Forty-four-year-old Eric Koula is serving a life sentence for the homicides, but he is was hoping to win an appeal for a new trial.
Koula was convicted two years ago for killing his parents, Dennis and Merna Koula, in their town of Barre Mills home in May 2010.
Friday afternoon’s hearing stems from his new defense attorneys’, who filed a post-conviction motion back in November saying the judge wrongly excluded evidence and also gave the jury unclear instructions regarding testimony made outside the courtroom.
Koula’s new defense attorney suggests his original team of lawyers was ineffective during the trial.
During the post-conviction motion, there was some confusion in the courtroom between the defense and prosecuting attorneys.
Three out of four of Koula’s original defense attorneys took the stand on Friday to talk about their decisions during the trial.
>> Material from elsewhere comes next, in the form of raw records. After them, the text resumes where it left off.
//! Observed certificate chains.
//!
//! A [`Chain`] is an append-only, leaf-first sequence of [`CertRecord`]s.
//! Records are stored in a `Vec`, so position 0 is always the leaf and the
//! sequence cannot contain cycles.

use crate::CertchainError;
use serde::{Deserialize, Serialize};

/// Identity text of one certificate as observed in a chain.
///
/// In JSON the fields are named `Issuer` and `Subject` (lower-case names
/// are accepted too). A missing field reads as an empty string.
#[derive(Debug, Clone, PartialEq, Eq, Serialize, Deserialize)]
pub struct CertRecord {
    #[serde(rename = "Issuer", alias = "issuer", default)]
    issuer: String,
    #[serde(rename = "Subject", alias = "subject", default)]
    subject: String,
}

impl CertRecord {
    pub fn new(issuer: impl Into<String>, subject: impl Into<String>) -> Self {
        CertRecord {
            issuer: issuer.into(),
            subject: subject.into(),
        }
    }

    /// Raw, unparsed issuer DN.
    pub fn issuer(&self) -> &str {
        &self.issuer
    }

    /// Raw, unparsed subject DN.
    pub fn subject(&self) -> &str {
        &self.subject
    }

    /// Issuer and subject text are byte-for-byte identical.
    pub fn is_self_signed(&self) -> bool {
        self.issuer == self.subject
    }
}

impl std::fmt::Display for CertRecord {
    fn fmt(&self, f: &mut std::fmt::Formatter<'_>) -> std::fmt::Result {
        write!(f, "Subject: {}\nIssuer: {}", self.subject, self.issuer)
    }
}

/// An ordered certificate chain, leaf first.
#[derive(Debug, Clone, Default, PartialEq, Eq)]
pub struct Chain {
    records: Vec<CertRecord>,
}

impl Chain {
    /// Create an empty chain.
    pub fn new() -> Self {
        Chain {
            records: Vec::new(),
        }
    }

    /// Build a chain from `(issuer, subject)` pairs, leaf first.
    pub fn from_pairs<I, S, T>(pairs: I) -> Self
    where
        I: IntoIterator<Item = (S, T)>,
        S: Into<String>,
        T: Into<String>,
    {
        let mut chain = Chain::new();
        for (issuer, subject) in pairs {
            chain.push(CertRecord::new(issuer, subject));
        }
        chain
    }

    /// Parse a JSON array of `{"Issuer": ..., "Subject": ...}` objects, leaf first.
    pub fn from_json(input: &[u8]) -> Result<Self, CertchainError> {
        let records: Vec<CertRecord> = serde_json::from_slice(input)?;
        Ok(Chain { records })
    }

    /// Append the next certificate toward the root.
    pub fn push(&mut self, record: CertRecord) {
        self.records.push(record);
    }

    /// Number of certificates in the chain.
    pub fn len(&self) -> usize {
        self.records.len()
    }

    pub fn is_empty(&self) -> bool {
        self.records.is_empty()
    }

    /// Certificate at `index` (0 = leaf).
    pub fn get(&self, index: usize) -> Option<&CertRecord> {
        self.records.get(index)
    }

    pub fn records(&self) -> &[CertRecord] {
        &self.records
    }

    pub fn iter(&self) -> std::slice::Iter<'_, CertRecord> {
        self.records.iter()
    }

    /// Adjacent `(index, cert, next)` pairs, where `next` is one step closer to the root.
    pub(crate) fn pairs(&self) -> impl Iterator<Item = (usize, &CertRecord, &CertRecord)> {
        self.records
            .windows(2)
            .enumerate()
            .filter_map(|(i, w)| match w {
                [current, next] => Some((i, current, next)),
                _ => None,
            })
    }
}

impl<'a> IntoIterator for &'a Chain {
    type Item = &'a CertRecord;
    type IntoIter = std::slice::Iter<'a, CertRecord>;

    fn into_iter(self) -> Self::IntoIter {
        self.records.iter()
    }
}

impl FromIterator<CertRecord> for Chain {
    fn from_iter<I: IntoIterator<Item = CertRecord>>(iter: I) -> Self {
        Chain {
            records: iter.into_iter().collect(),
        }
    }
}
Koula’s new defense attorney focused on the language used in the jury instructions. When jurors go into deliberation, the judge gives them a set of instructions to help them consider all of the evidence.
The new defense is saying the judge gave the jury an instruction that was wrong, and the defense team didn’t object to it.
“Testimony today was that the defense actually proposed the instruction but there was some confusion about whether or not they asked the judge to give a different instruction, and that is where some of the confusion came in; because it didn’t reflect what the transcript said or the note said,” said Tim Gruenke, the district attorney of La Crosse County.
Dennis Koula’s brother and sister-in-law, Leroy and Marelen Koula, were at the hearing on Friday and said they are just ready for this to be over with.
“We knew that he could do this but was hoping he would realize what he’s done and admit to it,” said Marlene.
“If he would admit to it and get it over with, the whole family could be relieved of it,” said Leroy.
Nothing was decided in court on Friday, however, now the judge will have a chance to look over the transcripts from Friday and the original trial to put together a written order. The judge is not expected to make a decision regarding the motion for an appeal until August.